For example, I cannot write this:
class A
{
vector<int> v(12, 1);
};
I can only write this:
class A
{
vector<int> v1{ 12, 1 };
vector<int> v2 = vector<int>(12, 1);
};
Why is there a difference between these two declaration syntaxes?
One possible reason is that allowing parentheses would lead us back to the most vexing parse in no time. Consider the two types below:
struct foo {};
struct bar
{
bar(foo const&) {}
};
Now, you have a data member of type bar that you want to initialize, so you define it as
struct A
{
bar B(foo());
};
But what you've done above is declare a function named B that returns a bar object by value, and takes a single argument that's a function having the signature foo() (returns a foo and doesn't take any arguments).

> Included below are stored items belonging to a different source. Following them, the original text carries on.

//! Demonstrate the workflow builder and model discovery.
//!
//! Lists available checkpoints, samplers, and schedulers, builds a
//! customized txt2img workflow, then wires an upscale graph by hand and
//! saves both as API-format JSON.
//!
//! ```sh
//! cargo run --example workflow_builder
//! ```

use comfyui_client::{ComfyClient, InputValue, Txt2ImgRequest, WorkflowBuilder};

#[tokio::main]
async fn main() -> std::result::Result<(), Box<dyn std::error::Error>> {
    tracing_subscriber::fmt()
        .with_env_filter(tracing_subscriber::EnvFilter::from_default_env())
        .init();

    let client = ComfyClient::new("http://127.0.0.1:8188");

    // Discover available options
    let checkpoints = client.checkpoints().await?;
    let samplers = client.samplers().await?;
    let schedulers = client.schedulers().await?;

    println!("Checkpoints ({}):", checkpoints.len());
    for c in &checkpoints {
        println!("  - {}", c);
    }
    println!("\nSamplers ({}):", samplers.len());
    for s in &samplers {
        println!("  - {}", s);
    }
    println!("\nSchedulers ({}):", schedulers.len());
    for s in &schedulers {
        println!("  - {}", s);
    }

    let Some(checkpoint) = checkpoints.first() else {
        eprintln!("\nNo checkpoints found, install a model first");
        return Ok(());
    };

    // Build a fully customized request
    let request = Txt2ImgRequest::new("masterpiece, best quality, landscape painting", checkpoint)
        .negative("lowres, blurry, bad anatomy, watermark")
        .size(1024, 1024)
        .steps(30)
        .cfg_scale(7.0)
        .sampler("dpmpp_2m")
        .scheduler("karras")
        .seed(42)
        .batch_size(2)
        .filename_prefix("my-project");

    let (workflow, seed) = request.build()?;
    println!("\nWorkflow JSON:");
    println!("{}", serde_json::to_string_pretty(&workflow)?);
    println!("\nSeed: {}", seed);
    workflow.to_file("txt2img.json")?;

    // Wire a graph by hand: load an image, upscale it, save it.
    let mut b = WorkflowBuilder::new();
    let load = b.add_node("LoadImage", [("image", InputValue::from("input.png"))]);
    let upscale = b.add_node(
        "ImageScaleBy",
        [
            ("upscale_method", InputValue::from("lanczos")),
            ("scale_by", InputValue::from(2.0)),
        ],
    );
    let save = b.add_node("SaveImage", [("filename_prefix", InputValue::from("upscaled"))]);
    b.connect(&load, 0, &upscale, "image")?;
    b.connect(&upscale, 0, &save, "images")?;

    let upscale_graph = b.build();
    upscale_graph.validate()?;
    upscale_graph.to_file("upscale.json")?;
    println!("\nSaved txt2img.json and upscale.json ({} nodes)", upscale_graph.len());

    Ok(())
}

Judging by the number and frequency of questions asked on StackOverflow that deal with this issue, this is something most C++ programmers find surprising and unintuitive. Adding the new brace-or-equal-initializer syntax was a chance to avoid this ambiguity and start with a clean slate, which is likely the reason the C++ committee chose to do so.
bar B{foo{}};
bar B = foo();
Both lines above declare an object named B of type bar, as expected.
Aside from the guesswork above, I'd like to point out that you're doing two vastly different things in your example above.
vector<int> v1{ 12, 1 };
vector<int> v2 = vector<int>(12, 1);
The first line initializes v1 to a vector that contains two elements, 12 and 1. The second creates a vector v2 that contains 12 elements, each initialized to 1.
Be careful of this rule - if a type defines a constructor that takes an initializer_list<T>, then that constructor is always considered first when the initializer for the type is a braced-init-list. The other constructors will be considered only if the one taking the initializer_list is not viable.